- _EXERCISE BRIEF_: For this exercise, copy out each line of the material below that includes "replace".
(PROVIDED DATA begins)
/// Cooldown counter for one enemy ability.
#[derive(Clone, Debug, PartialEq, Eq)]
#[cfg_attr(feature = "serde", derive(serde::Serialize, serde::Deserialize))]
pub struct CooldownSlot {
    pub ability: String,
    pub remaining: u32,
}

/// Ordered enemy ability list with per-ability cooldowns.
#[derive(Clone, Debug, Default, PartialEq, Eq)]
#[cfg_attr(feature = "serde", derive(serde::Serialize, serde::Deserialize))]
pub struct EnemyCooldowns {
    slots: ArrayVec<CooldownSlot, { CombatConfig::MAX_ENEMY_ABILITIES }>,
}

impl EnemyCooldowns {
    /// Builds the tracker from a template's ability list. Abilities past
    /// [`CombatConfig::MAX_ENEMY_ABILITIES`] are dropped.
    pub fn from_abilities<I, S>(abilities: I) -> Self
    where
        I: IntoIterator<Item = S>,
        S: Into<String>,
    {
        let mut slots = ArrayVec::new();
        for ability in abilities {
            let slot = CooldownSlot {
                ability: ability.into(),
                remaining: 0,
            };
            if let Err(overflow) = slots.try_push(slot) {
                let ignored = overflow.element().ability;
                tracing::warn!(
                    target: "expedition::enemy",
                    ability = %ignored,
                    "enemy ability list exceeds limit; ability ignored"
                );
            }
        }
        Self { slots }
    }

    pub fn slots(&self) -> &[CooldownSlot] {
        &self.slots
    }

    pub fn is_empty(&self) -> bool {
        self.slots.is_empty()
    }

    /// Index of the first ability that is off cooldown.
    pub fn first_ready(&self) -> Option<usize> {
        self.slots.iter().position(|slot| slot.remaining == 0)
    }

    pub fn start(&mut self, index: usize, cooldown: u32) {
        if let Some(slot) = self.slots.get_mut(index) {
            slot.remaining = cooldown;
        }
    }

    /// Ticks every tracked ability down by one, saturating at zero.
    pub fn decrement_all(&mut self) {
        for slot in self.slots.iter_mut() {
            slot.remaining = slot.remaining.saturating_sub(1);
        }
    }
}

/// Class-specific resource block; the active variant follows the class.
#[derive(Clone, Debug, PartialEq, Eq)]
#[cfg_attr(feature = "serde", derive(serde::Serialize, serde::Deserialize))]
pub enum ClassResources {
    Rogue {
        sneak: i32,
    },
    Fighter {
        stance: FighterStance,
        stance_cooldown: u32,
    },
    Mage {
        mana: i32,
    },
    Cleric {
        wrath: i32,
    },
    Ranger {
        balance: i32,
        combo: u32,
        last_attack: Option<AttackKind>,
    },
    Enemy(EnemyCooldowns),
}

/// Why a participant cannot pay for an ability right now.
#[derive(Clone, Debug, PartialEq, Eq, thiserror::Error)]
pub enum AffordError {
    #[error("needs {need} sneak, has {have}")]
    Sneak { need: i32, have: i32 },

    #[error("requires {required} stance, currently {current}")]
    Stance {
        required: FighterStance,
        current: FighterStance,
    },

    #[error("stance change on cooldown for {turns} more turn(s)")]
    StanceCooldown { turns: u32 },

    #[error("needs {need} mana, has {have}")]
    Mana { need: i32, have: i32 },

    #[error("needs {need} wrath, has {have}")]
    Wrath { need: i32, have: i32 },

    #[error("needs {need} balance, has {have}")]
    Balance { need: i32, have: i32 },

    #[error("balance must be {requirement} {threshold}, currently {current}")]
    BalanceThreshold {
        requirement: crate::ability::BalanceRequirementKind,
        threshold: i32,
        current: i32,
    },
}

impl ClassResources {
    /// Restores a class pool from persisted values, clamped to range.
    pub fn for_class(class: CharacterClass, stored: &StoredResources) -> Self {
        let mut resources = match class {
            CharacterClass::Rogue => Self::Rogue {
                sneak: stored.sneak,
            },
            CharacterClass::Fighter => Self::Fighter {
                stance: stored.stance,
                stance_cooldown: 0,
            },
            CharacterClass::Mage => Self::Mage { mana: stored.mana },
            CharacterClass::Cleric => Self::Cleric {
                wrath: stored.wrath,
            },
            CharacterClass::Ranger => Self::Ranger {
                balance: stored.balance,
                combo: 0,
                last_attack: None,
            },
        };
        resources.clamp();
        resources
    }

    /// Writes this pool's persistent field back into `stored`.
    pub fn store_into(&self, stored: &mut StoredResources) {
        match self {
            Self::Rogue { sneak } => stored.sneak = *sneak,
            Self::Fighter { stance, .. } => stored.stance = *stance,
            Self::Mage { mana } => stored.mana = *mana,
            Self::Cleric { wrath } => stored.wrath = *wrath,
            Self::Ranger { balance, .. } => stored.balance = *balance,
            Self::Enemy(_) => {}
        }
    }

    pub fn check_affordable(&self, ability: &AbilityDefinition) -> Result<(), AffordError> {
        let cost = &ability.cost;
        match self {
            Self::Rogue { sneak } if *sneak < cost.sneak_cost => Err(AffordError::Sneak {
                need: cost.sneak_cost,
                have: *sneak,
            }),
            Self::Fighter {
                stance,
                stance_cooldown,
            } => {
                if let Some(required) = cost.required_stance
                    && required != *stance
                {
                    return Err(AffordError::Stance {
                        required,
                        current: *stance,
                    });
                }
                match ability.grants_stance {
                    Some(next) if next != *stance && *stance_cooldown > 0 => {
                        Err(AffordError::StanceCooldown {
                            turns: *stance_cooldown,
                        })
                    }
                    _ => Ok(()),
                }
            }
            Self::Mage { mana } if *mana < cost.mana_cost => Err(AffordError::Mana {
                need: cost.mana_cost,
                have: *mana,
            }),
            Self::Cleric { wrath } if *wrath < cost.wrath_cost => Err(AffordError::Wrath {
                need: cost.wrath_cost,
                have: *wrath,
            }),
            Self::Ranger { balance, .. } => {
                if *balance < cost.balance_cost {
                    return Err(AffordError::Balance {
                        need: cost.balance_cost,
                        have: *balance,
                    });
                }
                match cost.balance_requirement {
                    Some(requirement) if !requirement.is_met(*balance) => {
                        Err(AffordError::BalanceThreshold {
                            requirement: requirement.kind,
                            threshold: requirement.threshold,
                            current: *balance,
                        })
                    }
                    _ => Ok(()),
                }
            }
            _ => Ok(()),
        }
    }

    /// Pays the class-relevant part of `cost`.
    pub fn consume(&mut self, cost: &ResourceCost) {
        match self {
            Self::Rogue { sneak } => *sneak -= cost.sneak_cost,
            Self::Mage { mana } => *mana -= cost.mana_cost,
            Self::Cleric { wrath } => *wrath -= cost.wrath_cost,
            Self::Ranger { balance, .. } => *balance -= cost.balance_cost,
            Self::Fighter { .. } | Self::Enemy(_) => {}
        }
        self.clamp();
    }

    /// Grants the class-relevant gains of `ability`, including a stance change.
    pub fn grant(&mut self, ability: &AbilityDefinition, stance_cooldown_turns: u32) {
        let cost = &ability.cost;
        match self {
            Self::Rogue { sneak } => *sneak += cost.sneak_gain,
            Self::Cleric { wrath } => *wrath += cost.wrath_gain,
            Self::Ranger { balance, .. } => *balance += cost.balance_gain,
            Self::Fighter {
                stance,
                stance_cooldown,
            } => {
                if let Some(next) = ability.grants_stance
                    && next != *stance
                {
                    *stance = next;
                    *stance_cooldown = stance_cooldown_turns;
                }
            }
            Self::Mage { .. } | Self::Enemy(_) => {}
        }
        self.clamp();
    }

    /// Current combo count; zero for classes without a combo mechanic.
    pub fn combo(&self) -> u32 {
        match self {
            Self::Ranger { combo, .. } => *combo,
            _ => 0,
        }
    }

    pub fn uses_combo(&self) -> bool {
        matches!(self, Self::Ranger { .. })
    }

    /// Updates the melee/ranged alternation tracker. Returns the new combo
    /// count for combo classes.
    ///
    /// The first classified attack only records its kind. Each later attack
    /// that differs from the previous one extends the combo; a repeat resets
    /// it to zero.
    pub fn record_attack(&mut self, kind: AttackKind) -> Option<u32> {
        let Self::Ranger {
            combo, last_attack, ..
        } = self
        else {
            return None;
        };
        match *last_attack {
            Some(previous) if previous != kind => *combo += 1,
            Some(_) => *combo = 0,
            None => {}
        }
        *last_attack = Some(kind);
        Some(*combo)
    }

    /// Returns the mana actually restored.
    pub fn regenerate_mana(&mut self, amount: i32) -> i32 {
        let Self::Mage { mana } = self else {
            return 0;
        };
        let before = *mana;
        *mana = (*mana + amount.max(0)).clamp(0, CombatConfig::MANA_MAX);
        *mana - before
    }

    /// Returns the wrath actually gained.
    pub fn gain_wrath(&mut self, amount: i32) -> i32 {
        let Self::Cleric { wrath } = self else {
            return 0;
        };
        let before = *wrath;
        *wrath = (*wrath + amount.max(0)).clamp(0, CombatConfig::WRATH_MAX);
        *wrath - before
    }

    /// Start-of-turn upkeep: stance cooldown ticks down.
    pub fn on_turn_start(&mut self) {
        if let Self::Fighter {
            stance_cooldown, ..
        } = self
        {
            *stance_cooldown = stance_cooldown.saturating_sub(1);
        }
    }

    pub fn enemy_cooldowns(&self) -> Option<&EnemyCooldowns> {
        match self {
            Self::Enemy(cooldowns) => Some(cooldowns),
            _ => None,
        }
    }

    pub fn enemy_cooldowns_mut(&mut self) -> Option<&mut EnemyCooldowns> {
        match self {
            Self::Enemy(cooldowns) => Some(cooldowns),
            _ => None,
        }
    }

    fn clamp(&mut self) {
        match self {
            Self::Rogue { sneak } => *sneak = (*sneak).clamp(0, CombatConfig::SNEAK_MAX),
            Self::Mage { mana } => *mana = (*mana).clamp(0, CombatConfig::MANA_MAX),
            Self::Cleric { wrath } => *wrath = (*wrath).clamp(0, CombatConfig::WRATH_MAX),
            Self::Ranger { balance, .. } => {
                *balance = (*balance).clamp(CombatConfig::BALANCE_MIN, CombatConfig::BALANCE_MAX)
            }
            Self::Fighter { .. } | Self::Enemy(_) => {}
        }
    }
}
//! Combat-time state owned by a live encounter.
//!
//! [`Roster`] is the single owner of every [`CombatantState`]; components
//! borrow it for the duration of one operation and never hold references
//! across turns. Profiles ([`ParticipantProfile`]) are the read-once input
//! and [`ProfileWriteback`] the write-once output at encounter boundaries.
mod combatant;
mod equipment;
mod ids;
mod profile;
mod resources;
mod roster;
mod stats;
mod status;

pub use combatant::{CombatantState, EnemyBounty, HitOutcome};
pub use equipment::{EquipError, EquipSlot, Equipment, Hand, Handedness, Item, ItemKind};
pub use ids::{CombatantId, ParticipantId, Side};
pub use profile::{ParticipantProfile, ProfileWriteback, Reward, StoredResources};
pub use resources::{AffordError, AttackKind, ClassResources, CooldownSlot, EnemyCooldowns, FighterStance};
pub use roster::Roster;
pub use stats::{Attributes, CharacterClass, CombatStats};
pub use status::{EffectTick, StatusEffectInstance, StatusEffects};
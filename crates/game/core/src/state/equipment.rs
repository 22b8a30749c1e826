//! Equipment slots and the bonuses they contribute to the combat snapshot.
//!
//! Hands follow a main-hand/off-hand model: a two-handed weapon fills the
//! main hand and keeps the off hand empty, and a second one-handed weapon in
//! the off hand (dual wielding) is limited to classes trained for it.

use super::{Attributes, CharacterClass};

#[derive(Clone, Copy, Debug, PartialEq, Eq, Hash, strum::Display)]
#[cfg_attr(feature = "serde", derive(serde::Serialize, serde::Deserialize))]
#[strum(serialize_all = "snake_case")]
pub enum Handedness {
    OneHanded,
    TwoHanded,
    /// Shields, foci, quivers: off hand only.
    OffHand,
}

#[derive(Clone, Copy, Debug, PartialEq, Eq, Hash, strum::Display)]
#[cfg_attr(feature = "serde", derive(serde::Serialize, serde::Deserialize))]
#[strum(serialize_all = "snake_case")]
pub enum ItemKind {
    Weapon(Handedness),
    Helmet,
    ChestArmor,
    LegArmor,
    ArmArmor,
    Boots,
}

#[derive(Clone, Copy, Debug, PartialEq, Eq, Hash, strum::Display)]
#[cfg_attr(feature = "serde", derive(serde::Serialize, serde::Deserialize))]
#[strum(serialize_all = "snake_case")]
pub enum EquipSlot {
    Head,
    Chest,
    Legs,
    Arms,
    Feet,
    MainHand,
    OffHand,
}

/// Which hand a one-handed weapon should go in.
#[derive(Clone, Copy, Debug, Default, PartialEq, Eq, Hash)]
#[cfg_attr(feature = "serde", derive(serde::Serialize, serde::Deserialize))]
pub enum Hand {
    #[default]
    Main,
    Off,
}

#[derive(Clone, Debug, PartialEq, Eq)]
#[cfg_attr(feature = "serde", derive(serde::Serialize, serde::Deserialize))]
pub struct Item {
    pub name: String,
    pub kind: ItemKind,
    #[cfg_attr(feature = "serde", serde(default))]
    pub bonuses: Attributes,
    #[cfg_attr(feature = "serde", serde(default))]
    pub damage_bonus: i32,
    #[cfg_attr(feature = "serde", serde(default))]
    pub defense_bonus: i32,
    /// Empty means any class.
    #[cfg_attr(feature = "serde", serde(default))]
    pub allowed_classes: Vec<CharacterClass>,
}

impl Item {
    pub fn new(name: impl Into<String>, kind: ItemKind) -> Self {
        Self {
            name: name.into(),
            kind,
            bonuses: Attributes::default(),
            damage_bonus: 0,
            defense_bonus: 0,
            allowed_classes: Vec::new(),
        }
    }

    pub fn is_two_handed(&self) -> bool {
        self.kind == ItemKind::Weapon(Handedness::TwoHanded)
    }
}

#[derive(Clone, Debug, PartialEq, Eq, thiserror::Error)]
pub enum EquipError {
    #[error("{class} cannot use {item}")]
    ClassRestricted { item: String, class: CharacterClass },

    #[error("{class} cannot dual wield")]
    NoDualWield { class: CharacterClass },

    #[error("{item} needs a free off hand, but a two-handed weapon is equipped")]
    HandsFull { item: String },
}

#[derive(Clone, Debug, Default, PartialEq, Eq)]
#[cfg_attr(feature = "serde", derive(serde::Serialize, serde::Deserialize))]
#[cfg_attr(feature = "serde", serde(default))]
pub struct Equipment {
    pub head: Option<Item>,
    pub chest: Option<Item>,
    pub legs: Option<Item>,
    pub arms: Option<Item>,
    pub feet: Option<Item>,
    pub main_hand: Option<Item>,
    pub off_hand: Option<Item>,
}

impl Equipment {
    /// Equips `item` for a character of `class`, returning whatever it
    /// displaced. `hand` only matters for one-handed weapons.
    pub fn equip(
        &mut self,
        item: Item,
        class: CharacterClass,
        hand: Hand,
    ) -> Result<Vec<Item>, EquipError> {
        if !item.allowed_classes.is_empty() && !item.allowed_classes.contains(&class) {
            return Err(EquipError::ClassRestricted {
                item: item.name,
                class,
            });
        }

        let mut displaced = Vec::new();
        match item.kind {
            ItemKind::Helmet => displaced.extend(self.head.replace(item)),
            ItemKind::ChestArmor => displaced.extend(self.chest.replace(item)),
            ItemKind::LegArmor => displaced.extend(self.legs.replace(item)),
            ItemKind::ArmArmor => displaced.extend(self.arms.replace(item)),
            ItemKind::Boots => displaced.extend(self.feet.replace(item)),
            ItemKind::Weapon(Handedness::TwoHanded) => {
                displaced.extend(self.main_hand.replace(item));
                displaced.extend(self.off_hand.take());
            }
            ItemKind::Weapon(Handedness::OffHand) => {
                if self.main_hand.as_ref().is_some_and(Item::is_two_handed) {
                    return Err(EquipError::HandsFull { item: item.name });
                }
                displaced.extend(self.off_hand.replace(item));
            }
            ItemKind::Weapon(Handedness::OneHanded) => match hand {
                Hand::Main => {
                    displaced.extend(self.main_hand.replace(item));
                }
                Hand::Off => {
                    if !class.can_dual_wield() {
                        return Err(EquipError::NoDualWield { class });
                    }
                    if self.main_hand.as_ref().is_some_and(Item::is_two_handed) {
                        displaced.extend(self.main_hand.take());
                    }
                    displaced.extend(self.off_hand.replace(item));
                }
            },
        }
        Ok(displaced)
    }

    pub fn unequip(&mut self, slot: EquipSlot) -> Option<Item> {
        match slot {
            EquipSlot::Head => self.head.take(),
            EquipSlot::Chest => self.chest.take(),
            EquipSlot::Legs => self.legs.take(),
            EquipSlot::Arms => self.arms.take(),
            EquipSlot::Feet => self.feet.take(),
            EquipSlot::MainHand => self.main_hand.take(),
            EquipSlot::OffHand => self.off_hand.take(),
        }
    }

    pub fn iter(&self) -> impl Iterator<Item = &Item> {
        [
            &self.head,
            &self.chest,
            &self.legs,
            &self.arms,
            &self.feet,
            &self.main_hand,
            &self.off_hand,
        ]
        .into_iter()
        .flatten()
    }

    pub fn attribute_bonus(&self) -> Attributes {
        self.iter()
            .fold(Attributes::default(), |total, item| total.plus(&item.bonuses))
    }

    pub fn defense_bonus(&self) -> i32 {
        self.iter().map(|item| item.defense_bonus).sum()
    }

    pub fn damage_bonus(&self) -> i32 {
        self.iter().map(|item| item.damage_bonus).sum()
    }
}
(PROVIDED DATA ends)
- _SOLVED EXERCISE_:
            ItemKind::Helmet => displaced.extend(self.head.replace(item)),
            ItemKind::ChestArmor => displaced.extend(self.chest.replace(item)),
            ItemKind::LegArmor => displaced.extend(self.legs.replace(item)),
            ItemKind::ArmArmor => displaced.extend(self.arms.replace(item)),
            ItemKind::Boots => displaced.extend(self.feet.replace(item)),
                displaced.extend(self.main_hand.replace(item));
                displaced.extend(self.off_hand.replace(item));
                    displaced.extend(self.main_hand.replace(item));
                    displaced.extend(self.off_hand.replace(item));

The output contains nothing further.